Integrated adsorption–electrocoagulation for dyes removal using solid petcoke-derived activated carbon coupled with predictive machine learning models

Toxic dyes in wastewater pose significant threats to water quality and aquatic ecosystems. In this study, activated carbons (ACs) were synthesized from petroleum by-products (asphaltenes and asphalt) via potassium hydroxide (KOH) activation and evaluated as sustainable adsorbents for dye removal. The ACs were characterized by scanning electron microscopy (SEM), X-ray diffraction (XRD), Fourier-transform infrared spectroscopy (FTIR), and X-ray photoelectron spectroscopy (XPS), confirming a porous structure with various surface functional groups.

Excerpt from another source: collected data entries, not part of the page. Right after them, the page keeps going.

//! Request-time pricing pipeline
//!
//! Encoder → dual model predictor → blender / tier / impact → insights.
//! Each quote runs synchronously on the caller's thread and either returns a
//! complete [`PredictionResult`] or fails as a whole.

use super::artifact::{ArtifactInfo, ModelArtifact};
use super::features::FeatureEncoder;
use super::inference::{DualModelPredictor, InferenceStats};
use super::insights::InsightGenerator;
use super::output::{attribute_impact, blend_price, classify_tier};
use crate::error::Result;
use crate::models::{PredictionResult, RequestInput};
use std::path::Path;
use std::sync::Arc;
use tracing::debug;

/// Owns the two loaded artifacts and runs the pricing pipeline
#[derive(Debug)]
pub struct PricingEngine {
    encoder: FeatureEncoder,
    predictor: DualModelPredictor,
    insights: InsightGenerator,
}

impl PricingEngine {
    /// Build an engine around already loaded artifacts.
    ///
    /// `primary` supplies the importance weights and the `rf` figure;
    /// `secondary` drives tier classification.
    pub fn new(
        primary: Arc<ModelArtifact>,
        secondary: Arc<ModelArtifact>,
        insights: InsightGenerator,
    ) -> Self {
        Self {
            encoder: FeatureEncoder::new(),
            predictor: DualModelPredictor::new(primary, secondary),
            insights,
        }
    }

    /// Load both artifacts from disk. Any failure here is fatal for startup.
    pub fn load(primary_path: &Path, secondary_path: &Path, market_name: &str) -> Result<Self> {
        let primary = ModelArtifact::load(primary_path)?;
        debug!(
            model = %primary.name(),
            path = %primary_path.display(),
            columns = primary.schema().len(),
            "Loaded primary model"
        );
        let secondary = ModelArtifact::load(secondary_path)?;
        debug!(
            model = %secondary.name(),
            path = %secondary_path.display(),
            columns = secondary.schema().len(),
            "Loaded secondary model"
        );
        Ok(Self::new(
            Arc::new(primary),
            Arc::new(secondary),
            InsightGenerator::new(market_name),
        ))
    }

    pub fn primary(&self) -> &Arc<ModelArtifact> {
        self.predictor.primary()
    }

    pub fn secondary(&self) -> &Arc<ModelArtifact> {
        self.predictor.secondary()
    }

    /// Provenance of the primary and secondary artifacts
    pub fn model_infos(&self) -> [&ArtifactInfo; 2] {
        [self.primary().info(), self.secondary().info()]
    }

    /// Price a single request
    pub fn quote(&self, input: &RequestInput) -> Result<PredictionResult> {
        let (primary_features, secondary_features) = self.encoder.encode_pair(
            input,
            self.primary().schema(),
            self.secondary().schema(),
        );

        let raw = self.predictor.predict(&primary_features, &secondary_features)?;

        let blended = blend_price(&raw, input.month, input.is_weekend, input.is_available);
        let tier = classify_tier(raw.secondary);
        let impact = attribute_impact(self.primary().importances(), input);
        let insights = self.insights.generate(blended.season, input.is_weekend, tier);

        debug!(
            primary = raw.primary,
            secondary = raw.secondary,
            multiplier = blended.multiplier,
            price = blended.price,
            tier = %tier,
            "Quote computed"
        );

        Ok(PredictionResult {
            raw,
            blended,
            tier,
            impact,
            insights,
        })
    }

    /// Inference counts and slow evaluations since startup
    pub fn stats(&self) -> InferenceStats {
        self.predictor.stats()
    }
}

Adsorption performance was assessed for three dyes, Congo Red (CR), Methylene Blue (MB), and Rhodamine B (RhB), under varying initial dye concentrations and contact times. Adsorption kinetics and isotherm models were analyzed to elucidate the dye uptake mechanism. The ACs exhibited an adsorption efficiency of over 97% for all tested dyes, demonstrating their strong potential for efficient dye removal in wastewater treatment. For high-concentration dye solutions (100 ppm), a combined adsorption–electrocoagulation approach was tested to further enhance removal efficiency up to about 100 %. Dye removal was also evaluated in single-dye and binary-dye systems to determine individual and combined effects of operational variables. Furthermore, machine learning models were employed to capture complex parameter interactions and predict dye removal performance with R²of 0.979. Overall, these findings highlight the promise of converting petroleum by-products into effective adsorbents for dye removal from wastewater.